RECORDED DATA
::::

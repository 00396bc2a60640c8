//! Staging area for the active player's phase attempt.

use serde::{Deserialize, Serialize};

use crate::cards::{Card, CardId};

/// One of the two groups a phase is laid out in.
#[derive(Clone, Copy, Debug, PartialEq, Eq, Hash, Serialize, Deserialize)]
pub enum GroupSlot {
    First,
    Second,
}

impl GroupSlot {
    pub const BOTH: [GroupSlot; 2] = [GroupSlot::First, GroupSlot::Second];

    /// 0 for the first group, 1 for the second.
    #[must_use]
    pub const fn index(self) -> usize {
        match self {
            GroupSlot::First => 0,
            GroupSlot::Second => 1,
        }
    }

    /// Parse the 1-based group number used by presentation layers.
    #[must_use]
    pub const fn from_number(number: u8) -> Option<Self> {
        match number {
            1 => Some(GroupSlot::First),
            2 => Some(GroupSlot::Second),
            _ => None,
        }
    }
}

impl std::fmt::Display for GroupSlot {
    fn fmt(&self, f: &mut std::fmt::Formatter<'_>) -> std::fmt::Result {
        write!(f, "{}", self.index() + 1)
    }
}

/// Cards the active player has set aside for their phase.
///
/// The builder never validates anything itself; the engine checks placement
/// before calling [`PhaseBuilder::push`].
#[derive(Clone, Debug, Default, PartialEq, Eq, Serialize, Deserialize)]
pub struct PhaseBuilder {
    pub group1: Vec<Card>,
    pub group2: Vec<Card>,
}

impl PhaseBuilder {
    #[must_use]
    pub fn group(&self, slot: GroupSlot) -> &[Card] {
        match slot {
            GroupSlot::First => &self.group1,
            GroupSlot::Second => &self.group2,
        }
    }

    fn group_mut(&mut self, slot: GroupSlot) -> &mut Vec<Card> {
        match slot {
            GroupSlot::First => &mut self.group1,
            GroupSlot::Second => &mut self.group2,
        }
    }

    pub fn push(&mut self, slot: GroupSlot, card: Card) {
        self.group_mut(slot).push(card);
    }

    /// Take a card out of whichever group holds it.
    pub fn remove(&mut self, card: CardId) -> Option<(GroupSlot, Card)> {
        for slot in GroupSlot::BOTH {
            let group = self.group_mut(slot);
            if let Some(pos) = group.iter().position(|c| c.id == card) {
                return Some((slot, group.remove(pos)));
            }
        }
        None
    }

    /// Empty both groups, group 1 first.
    pub fn take_all(&mut self) -> Vec<Card> {
        let mut cards = std::mem::take(&mut self.group1);
        cards.append(&mut self.group2);
        cards
    }

    /// Move group 2 onto the end of group 1.
    pub fn consolidate(&mut self) {
        let mut second = std::mem::take(&mut self.group2);
        self.group1.append(&mut second);
    }

    /// Both groups, group 1 first.
    pub fn cards(&self) -> impl Iterator<Item = &Card> {
        self.group1.iter().chain(self.group2.iter())
    }

    #[must_use]
    pub fn contains(&self, card: CardId) -> bool {
        self.cards().any(|c| c.id == card)
    }

    #[must_use]
    pub fn len(&self) -> usize {
        self.group1.len() + self.group2.len()
    }

    #[must_use]
    pub fn is_empty(&self) -> bool {
        self.group1.is_empty() && self.group2.is_empty()
    }
}
//! Shared building blocks: seats, configuration, randomness and errors.

pub mod config;
pub mod error;
pub mod player;
pub mod rng;

pub use config::{AiConfig, AiPacing, GameConfig, MAX_PLAYERS, MIN_PLAYERS, STANDARD_HAND_SIZE};
pub use error::{GameError, InvalidReference, PhaseFailure, Result, TurnViolation};
pub use player::{Player, PlayerId, PlayerMap};
pub use rng::GameRng;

::::

Set down the material exactly, keeping every line.

SOLUTION FOR THIS TASK
repository 00396bc2a60640c8
//! Staging area for the active player's phase attempt.

use serde::{Deserialize, Serialize};

use crate::cards::{Card, CardId};

/// One of the two groups a phase is laid out in.
#[derive(Clone, Copy, Debug, PartialEq, Eq, Hash, Serialize, Deserialize)]
pub enum GroupSlot {
    First,
    Second,
}

impl GroupSlot {
    pub const BOTH: [GroupSlot; 2] = [GroupSlot::First, GroupSlot::Second];

    /// 0 for the first group, 1 for the second.
    #[must_use]
    pub const fn index(self) -> usize {
        match self {
            GroupSlot::First => 0,
            GroupSlot::Second => 1,
        }
    }

    /// Parse the 1-based group number used by presentation layers.
    #[must_use]
    pub const fn from_number(number: u8) -> Option<Self> {
        match number {
            1 => Some(GroupSlot::First),
            2 => Some(GroupSlot::Second),
            _ => None,
        }
    }
}

impl std::fmt::Display for GroupSlot {
    fn fmt(&self, f: &mut std::fmt::Formatter<'_>) -> std::fmt::Result {
        write!(f, "{}", self.index() + 1)
    }
}

/// Cards the active player has set aside for their phase.
///
/// The builder never validates anything itself; the engine checks placement
/// before calling [`PhaseBuilder::push`].
#[derive(Clone, Debug, Default, PartialEq, Eq, Serialize, Deserialize)]
pub struct PhaseBuilder {
    pub group1: Vec<Card>,
    pub group2: Vec<Card>,
}

impl PhaseBuilder {
    #[must_use]
    pub fn group(&self, slot: GroupSlot) -> &[Card] {
        match slot {
            GroupSlot::First => &self.group1,
            GroupSlot::Second => &self.group2,
        }
    }

    fn group_mut(&mut self, slot: GroupSlot) -> &mut Vec<Card> {
        match slot {
            GroupSlot::First => &mut self.group1,
            GroupSlot::Second => &mut self.group2,
        }
    }

    pub fn push(&mut self, slot: GroupSlot, card: Card) {
        self.group_mut(slot).push(card);
    }

    /// Take a card out of whichever group holds it.
    pub fn remove(&mut self, card: CardId) -> Option<(GroupSlot, Card)> {
        for slot in GroupSlot::BOTH {
            let group = self.group_mut(slot);
            if let Some(pos) = group.iter().position(|c| c.id == card) {
                return Some((slot, group.remove(pos)));
            }
        }
        None
    }

    /// Empty both groups, group 1 first.
    pub fn take_all(&mut self) -> Vec<Card> {
        let mut cards = std::mem::take(&mut self.group1);
        cards.append(&mut self.group2);
        cards
    }

    /// Move group 2 onto the end of group 1.
    pub fn consolidate(&mut self) {
        let mut second = std::mem::take(&mut self.group2);
        self.group1.append(&mut second);
    }

    /// Both groups, group 1 first.
    pub fn cards(&self) -> impl Iterator<Item = &Card> {
        self.group1.iter().chain(self.group2.iter())
    }

    #[must_use]
    pub fn contains(&self, card: CardId) -> bool {
        self.cards().any(|c| c.id == card)
    }

    #[must_use]
    pub fn len(&self) -> usize {
        self.group1.len() + self.group2.len()
    }

    #[must_use]
    pub fn is_empty(&self) -> bool {
        self.group1.is_empty() && self.group2.is_empty()
    }
}
//! Shared building blocks: seats, configuration, randomness and errors.

pub mod config;
pub mod error;
pub mod player;
pub mod rng;

pub use config::{AiConfig, AiPacing, GameConfig, MAX_PLAYERS, MIN_PLAYERS, STANDARD_HAND_SIZE};
pub use error::{GameError, InvalidReference, PhaseFailure, Result, TurnViolation};
pub use player::{Player, PlayerId, PlayerMap};
pub use rng::GameRng;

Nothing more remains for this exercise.